Regulatory pressure continues
While having high-growth industries close by is a boon for local banks, it creates risks and concerns of its own. Isaacs says that oil prices remaining in the $40 per barrel range for more than a year is “going to create some pretty significant problems for our customer base.” With Midland—one of FCB’s three main markets—at the heart of the west Texas oil patch, much of the economy is oil-driven and the local banks are on their regulators’ radar screen for extra scrutiny.
The dip in oil has caused FirstCapital Bank’s robust loan growth rate to slip a few percentage points. “We see that [rate] continuing, but we’ll have to be more cautious especially in the oil and gas side,” Isaacs says. While FirstCapital Bank has only about 10 percent of its portfolio in oil and gas loans, the entire Midland economy is driven by the sector. “If you own a doughnut shop, it’s driven by oil and gas.”
In the Washington, D.C., area—dominated economically by the federal government—there’s little commercial and industrial lending, and business lending is mostly for commercial real estate, Cornelsen notes. “It’s a huge CRE market, and the challenge is keeping the regulator happy,” he says. “If you’re in our market, it’s pretty high-velocity loan growth.
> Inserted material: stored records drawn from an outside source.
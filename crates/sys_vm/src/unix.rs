use std::io::{self, Error};
use std::ptr;
use std::sync::atomic::{AtomicUsize, Ordering};

/// Returns the system page size, cached atomically.
pub fn page_size() -> usize {
    static PAGE_SIZE: AtomicUsize = AtomicUsize::new(0);

    match PAGE_SIZE.load(Ordering::Relaxed) {
        0 => {
            let page_size = unsafe { libc::sysconf(libc::_SC_PAGESIZE) as usize };
            PAGE_SIZE.store(page_size, Ordering::Relaxed);
            page_size
        }
        page_size => page_size,
    }
}

pub struct ReservationInner {
    ptr: *mut libc::c_void,
    len: usize,
}

impl ReservationInner {
    /// Reserves `len` bytes of address space with `PROT_NONE`.
    ///
    /// `MAP_NORESERVE` keeps the kernel from charging swap for the whole
    /// range up front; access rights are granted per-range by `commit`.
    pub fn reserve(len: usize) -> io::Result<Self> {
        #[cfg(any(
            target_os = "linux",
            target_os = "android",
            target_vendor = "apple",
            target_os = "netbsd",
        ))]
        let no_reserve = libc::MAP_NORESERVE;
        #[cfg(not(any(
            target_os = "linux",
            target_os = "android",
            target_vendor = "apple",
            target_os = "netbsd",
        )))]
        let no_reserve = 0;

        let ptr = unsafe {
            libc::mmap(
                ptr::null_mut(),
                len,
                libc::PROT_NONE,
                libc::MAP_PRIVATE | libc::MAP_ANON | no_reserve,
                -1,
                0,
            )
        };

        if ptr == libc::MAP_FAILED {
            return Err(Error::last_os_error());
        }

        Ok(Self { ptr, len })
    }

    pub fn ptr(&self) -> *mut u8 {
        self.ptr.cast::<u8>()
    }

    /// # Safety
    ///
    /// The range must lie inside this reservation and be page-aligned.
    pub unsafe fn commit(&self, offset: usize, len: usize) -> io::Result<()> {
        let addr = unsafe { self.ptr.cast::<u8>().add(offset) };
        let rc = unsafe { libc::mprotect(addr.cast(), len, libc::PROT_READ | libc::PROT_WRITE) };
        if rc != 0 {
            return Err(Error::last_os_error());
        }
        Ok(())
    }

    /// # Safety
    ///
    /// The range must lie inside this reservation and be page-aligned.
    pub unsafe fn decommit(&self, offset: usize, len: usize) -> io::Result<()> {
        let addr = unsafe { self.ptr.cast::<u8>().add(offset) };
        // Drop the backing pages, then remove access so a stray touch faults
        // instead of silently reading zeros.
        #[cfg(any(target_os = "linux", target_os = "android"))]
        let advice = libc::MADV_DONTNEED;
        #[cfg(not(any(target_os = "linux", target_os = "android")))]
        let advice = libc::MADV_FREE;

        let rc = unsafe { libc::madvise(addr.cast(), len, advice) };
        if rc != 0 {
            return Err(Error::last_os_error());
        }
        let rc = unsafe { libc::mprotect(addr.cast(), len, libc::PROT_NONE) };
        if rc != 0 {
            return Err(Error::last_os_error());
        }
        Ok(())
    }
}

impl Drop for ReservationInner {
    fn drop(&mut self) {
        if self.len > 0 {
            unsafe {
                libc::munmap(self.ptr, self.len);
            }
        }
    }
}
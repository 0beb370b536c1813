//! A generational, compacting garbage-collected heap for managed runtimes.
//!
//! `molten-gc` provides the allocation and collection engine an interpreter
//! or VM embeds: segment-based object memory with three small-object
//! generations and a non-moving large-object space, a card-marking write
//! barrier, cooperative stop-the-world suspension, and an optional
//! concurrent background collector for the old generation.
//!
//! # Features
//!
//! - **Generational collection**: objects age by whole-segment promotion;
//!   minor collections sweep only the young generations guided by cards
//! - **Sliding compaction**: full collections defragment small-object
//!   segments, with pinned objects acting as immovable barriers
//! - **Cooperative suspension**: mutators park at safepoints; threads that
//!   miss the deadline are scanned conservatively instead of blocking the
//!   collection forever
//! - **Background collection**: an optional concurrent mark of the old
//!   generation with a snapshot-at-the-beginning write barrier
//!
//! # Quick Start
//!
//! ```no_run
//! use molten_gc::{HeapConfig, RuntimeHeap, TypeDescriptor};
//!
//! let heap = RuntimeHeap::new(HeapConfig::default());
//! // A pair: two reference slots, no scalar fields.
//! let pair = heap.register_type(TypeDescriptor::new("pair", 2, vec![0, 1], false));
//!
//! let mutator = heap.register_mutator();
//! let frame = mutator.frame();
//!
//! let a = heap.allocate(pair).unwrap();
//! let slot = frame.push(Some(a));
//! let b = heap.allocate(pair).unwrap();
//! heap.write_ref(slot.get().unwrap(), 0, Some(b));
//!
//! heap.collect();
//! ```
//!
//! # Threading
//!
//! Every thread that touches managed objects registers with
//! [`RuntimeHeap::register_mutator`] and keeps the guard alive. References
//! held across an allocation or an explicit [`safepoint`] must live in a
//! shadow-stack frame ([`MutatorGuard::frame`]); anything kept only in
//! locals is invisible to the collector and may be freed or moved under
//! the caller's feet. Long blocking calls are bracketed with
//! [`enter_external`]/[`leave_external`] so collections do not wait on
//! them.

#![warn(missing_docs)]
#![warn(clippy::pedantic)]
#![warn(clippy::nursery)]
#![allow(clippy::module_name_repetitions)]

mod collect;
mod config;
mod finalize;
mod metrics;
mod object;
mod roots;
mod suspend;
mod threads;

/// Segment and allocation internals.
///
/// This module is public for testing and advanced embedders. Most users
/// interact with [`RuntimeHeap`] directly.
pub mod heap;

pub use config::{default_budget_policy, BudgetPolicy, HeapConfig, SurvivalStats};
pub use finalize::FinalizeQueue;
pub use heap::alloc::AllocError;
pub use heap::{Generation, RuntimeHeap, LARGE_OBJECT_THRESHOLD};
pub use metrics::{CollectionType, GcMetrics, MetricsStore};
pub use object::{ObjRef, TypeDescriptor, TypeId};
pub use roots::{Handle, HandleKind, HandleTable, Root, ShadowFrame, ShadowSlot, StaticRoots};
pub use suspend::{PollBackend, SuspensionBackend};
#[cfg(unix)]
pub use suspend::SignalBackend;
pub use threads::{enter_external, leave_external, safepoint, MutatorGuard};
Net-loan growth is probably somewhere around 15 percent to 20 percent sometimes in our market.”
In 2015, regulators turned up the heat on CRE with guidance on high-velocity CRE and on managing concentration risk as the sector continues to grow. “We’re doing fine and we feel we’re ahead of the game, paying close attention to our CRE risk as one should be doing these days,” Cornelsen says. “My concern is that regulators may come up with something different on CRE on a nationwide basis and totally close the door to us locally.”
Speaking up for regulatory relief
The ever-growing regulatory burden from Washington remains top-of-mind for bankers when they think about impediments to growth. Judkins’ bank has increased its focus on commercial lending due “primarily to the over-regulation of the consumer mortgage business”—Franklin Savings Bank’s historical bread and butter. For example, in 2004, Franklin closed 949 mortgages totaling $68.5 million with no compliance officer, one underwriter and four loan processors. Last year, it closed just 380 mortgages totaling $43 million—but with a full-time compliance officer, two underwriters and four processors.
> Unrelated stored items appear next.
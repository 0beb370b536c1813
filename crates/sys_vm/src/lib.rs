//! Virtual memory primitives for a garbage-collected heap.
//!
//! The central type is [`Reservation`]: a contiguous range of address space
//! reserved up front with no access rights, inside which pages are committed
//! (made readable/writable) and decommitted on demand. This is the split the
//! heap's segment model needs: reserving is cheap and does not consume
//! physical memory, committing does.
//!
//! Freshly committed pages are zero-filled by the OS on every supported
//! platform; callers may rely on that.

use std::io;

#[cfg(unix)]
mod unix;
#[cfg(unix)]
use unix as os;

#[cfg(windows)]
mod windows;
#[cfg(windows)]
use windows as os;

pub use os::page_size;

/// Returns the system allocation granularity.
///
/// On Windows this is typically 64KB; reservations are aligned to it.
/// On Unix it equals the page size.
#[must_use]
pub fn allocation_granularity() -> usize {
    #[cfg(windows)]
    {
        os::allocation_granularity()
    }
    #[cfg(unix)]
    {
        os::page_size()
    }
}

/// A reserved range of address space.
///
/// The whole range is inaccessible until parts of it are committed with
/// [`Reservation::commit`]. The range is released when the handle is dropped.
pub struct Reservation {
    inner: os::ReservationInner,
    /// Offset of the aligned base inside the raw OS mapping (see
    /// [`Reservation::reserve_aligned`]).
    base_offset: usize,
    /// Usable length starting at the aligned base.
    len: usize,
}

impl Reservation {
    /// Reserves `len` bytes of address space with no access rights.
    ///
    /// # Errors
    ///
    /// Returns the OS error when the address space cannot be reserved.
    pub fn reserve(len: usize) -> io::Result<Self> {
        let inner = os::ReservationInner::reserve(len)?;
        Ok(Self {
            inner,
            base_offset: 0,
            len,
        })
    }

    /// Reserves `len` bytes whose base address is aligned to `align`.
    ///
    /// Over-reserves by `align` and exposes the aligned sub-range; the OS
    /// keeps the slop reserved but it is never committed. `align` must be a
    /// power of two and a multiple of the allocation granularity.
    ///
    /// # Errors
    ///
    /// Returns the OS error when the address space cannot be reserved.
    ///
    /// # Panics
    ///
    /// Panics if `align` is not a power of two.
    pub fn reserve_aligned(len: usize, align: usize) -> io::Result<Self> {
        assert!(align.is_power_of_two(), "alignment must be a power of two");
        let raw_len = len + align;
        let inner = os::ReservationInner::reserve(raw_len)?;
        let raw = inner.ptr() as usize;
        let aligned = (raw + align - 1) & !(align - 1);
        Ok(Self {
            inner,
            base_offset: aligned - raw,
            len,
        })
    }

    /// Returns the (aligned) base pointer of the usable range.
    #[must_use]
    pub fn base(&self) -> *mut u8 {
        // SAFETY: base_offset is within the raw mapping by construction.
        unsafe { self.inner.ptr().add(self.base_offset) }
    }

    /// Returns the usable length in bytes.
    #[must_use]
    pub const fn len(&self) -> usize {
        self.len
    }

    /// Returns `true` if the usable length is zero.
    #[must_use]
    pub const fn is_empty(&self) -> bool {
        self.len == 0
    }

    /// Commits `[offset, offset + commit_len)` for read/write access.
    ///
    /// Offsets are relative to [`Reservation::base`] and must be
    /// page-aligned. Committed pages read as zero until first written.
    ///
    /// # Errors
    ///
    /// Returns the OS error when the commit fails (typically commit-charge
    /// or physical memory exhaustion). The reservation stays valid.
    pub fn commit(&self, offset: usize, commit_len: usize) -> io::Result<()> {
        debug_assert!(offset + commit_len <= self.len);
        // SAFETY: the range lies inside this reservation.
        unsafe { self.inner.commit(self.base_offset + offset, commit_len) }
    }

    /// Returns committed pages in `[offset, offset + decommit_len)` to the OS.
    ///
    /// Advisory: the pages become inaccessible (or zero on next touch) and
    /// their physical backing may be reclaimed. Never required for
    /// correctness.
    ///
    /// # Errors
    ///
    /// Returns the OS error when the decommit fails.
    pub fn decommit(&self, offset: usize, decommit_len: usize) -> io::Result<()> {
        debug_assert!(offset + decommit_len <= self.len);
        // SAFETY: the range lies inside this reservation.
        unsafe { self.inner.decommit(self.base_offset + offset, decommit_len) }
    }
}

// SAFETY: the reservation is an owned OS resource; access to the memory it
// covers is governed by the owning heap, not by this handle.
unsafe impl Send for Reservation {}
unsafe impl Sync for Reservation {}

#[cfg(test)]
mod tests {
    use super::*;
    use std::ptr;

    #[test]
    fn page_size_is_power_of_two() {
        let ps = page_size();
        assert!(ps > 0);
        assert_eq!(ps & (ps - 1), 0);
    }

    #[test]
    fn granularity_at_least_page_size() {
        let ag = allocation_granularity();
        assert!(ag >= page_size());
        assert_eq!(ag & (ag - 1), 0);
    }

    #[test]
    fn commit_then_write() {
        let len = page_size() * 4;
        let res = Reservation::reserve(len).expect("reserve failed");
        res.commit(0, page_size()).expect("commit failed");

        let ptr = res.base();
        unsafe {
            ptr::write_volatile(ptr, 42u8);
            assert_eq!(ptr::read_volatile(ptr), 42);
        }
    }

    #[test]
    fn committed_pages_are_zero() {
        let res = Reservation::reserve(page_size()).expect("reserve failed");
        res.commit(0, page_size()).expect("commit failed");
        let slice = unsafe { std::slice::from_raw_parts(res.base(), page_size()) };
        assert!(slice.iter().all(|&b| b == 0));
    }

    #[test]
    fn aligned_reservation() {
        let align = 1 << 20;
        let res = Reservation::reserve_aligned(align, align).expect("reserve failed");
        assert_eq!(res.base() as usize % align, 0);
        res.commit(0, page_size()).expect("commit failed");
        unsafe {
            ptr::write_volatile(res.base(), 7u8);
        }
    }

    #[test]
    fn decommit_then_recommit() {
        let len = page_size() * 2;
        let res = Reservation::reserve(len).expect("reserve failed");
        res.commit(0, len).expect("commit failed");
        unsafe {
            ptr::write_volatile(res.base(), 1u8);
        }
        res.decommit(0, page_size()).expect("decommit failed");
        res.commit(0, page_size()).expect("recommit failed");
        // Recommitted page must read as zero again.
        assert_eq!(unsafe { ptr::read_volatile(res.base()) }, 0);
    }
}
//! # smitfit
//!
//! Fit systems of named symbolic equations to data.
//!
//! The library provides:
//! - An equation model: named outputs defined by expressions, evaluated in
//!   dependency order over broadcasting `ndarray` arrays
//! - A parameter system with guesses, bounds, fixing and flat packing
//! - Losses comparing model outputs to observations
//! - Two fit adapters behind one [`Fit`] trait: bounded least squares
//!   (Levenberg-Marquardt) and minimization over named variables
//! - Standard errors and goodness-of-fit statistics in a serializable [`FitResult`]
//!
//! ## Basic Usage
//!
//! ```
//! use smitfit::{bindings, Fit, LeastSquaresFit, Model, SquaredErrorLoss};
//!
//! let model = Model::parse(["y == a * x + b"]).unwrap();
//! let params = model.define_parameters("a b").unwrap();
//!
//! let xdata = bindings([("x", vec![0.0, 1.0, 2.0, 3.0])]);
//! let loss = SquaredErrorLoss::new(model, [("y", vec![2.5, 2.65, 2.8, 2.95])]).unwrap();
//!
//! let result = LeastSquaresFit::new(&loss, &params, xdata).fit().unwrap();
//! let a = result.fit_parameters()["a"].sum();
//! assert!((a - 0.15).abs() < 1e-6);
//! ```

pub mod error;
pub mod numeric;
pub mod symbolic;

pub mod model;
pub mod parameters;

pub mod loss;
pub mod problem;

pub mod lm;
pub mod uncertainty;
mod utils;

pub mod fit;
pub mod result;

// Re-exports for convenience
pub use error::{Result, SmitFitError};
pub use fit::{Fit, LeastSquaresFit, MinimizeFit};
pub use lm::{LevenbergMarquardt, LmConfig};
pub use loss::{Loss, MeanSquaredErrorLoss, SquaredErrorLoss};
pub use model::Model;
pub use numeric::{bindings, Bindings, Numerical};
pub use parameters::{Parameter, Parameters};
pub use problem::Problem;
pub use result::FitResult;
pub use symbolic::{symbols, Expr, Symbol};
pub use uncertainty::FitStatistics;

/// Version of the library
pub const VERSION: &str = env!("CARGO_PKG_VERSION");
Isaacs echoes the concern about mortgage regulation. During Take Your Lawmaker to Work Week last fall, FirstCapital Bank compared an eight-page stack of papers necessary to fulfill legal requirements for a property sale in Texas to the two-inch stack of documents required by federal regulators. “It sold the message very clearly with our congressman.”
Efforts like ABA’s Take Your Lawmaker to Work Week help send a message to staff across the bank, from the teller up, that advocacy is a priority. Cornelsen makes a point of bringing several staffers to the ABA Government Relations Summit to expose them to industry advocacy. “I think last year I had eight or nine over here,” he says. “They loved it. We’re going to continue that because they thought it was a mark of accomplishment to be selected.”
Other bankers emphasize staff and director contributions to BankPac, especially via payroll deduction. At FirstCapital Bank, Chairman Ken Burgess agreed in 2014 to shave his head if the eligible employees contributed $30,000 to BankPac. Isaacs upped the ante by offering to do the same if $50,000 were raised. The result: FCB employees contributed $54,000 to BankPac and both men went bald for the occasion.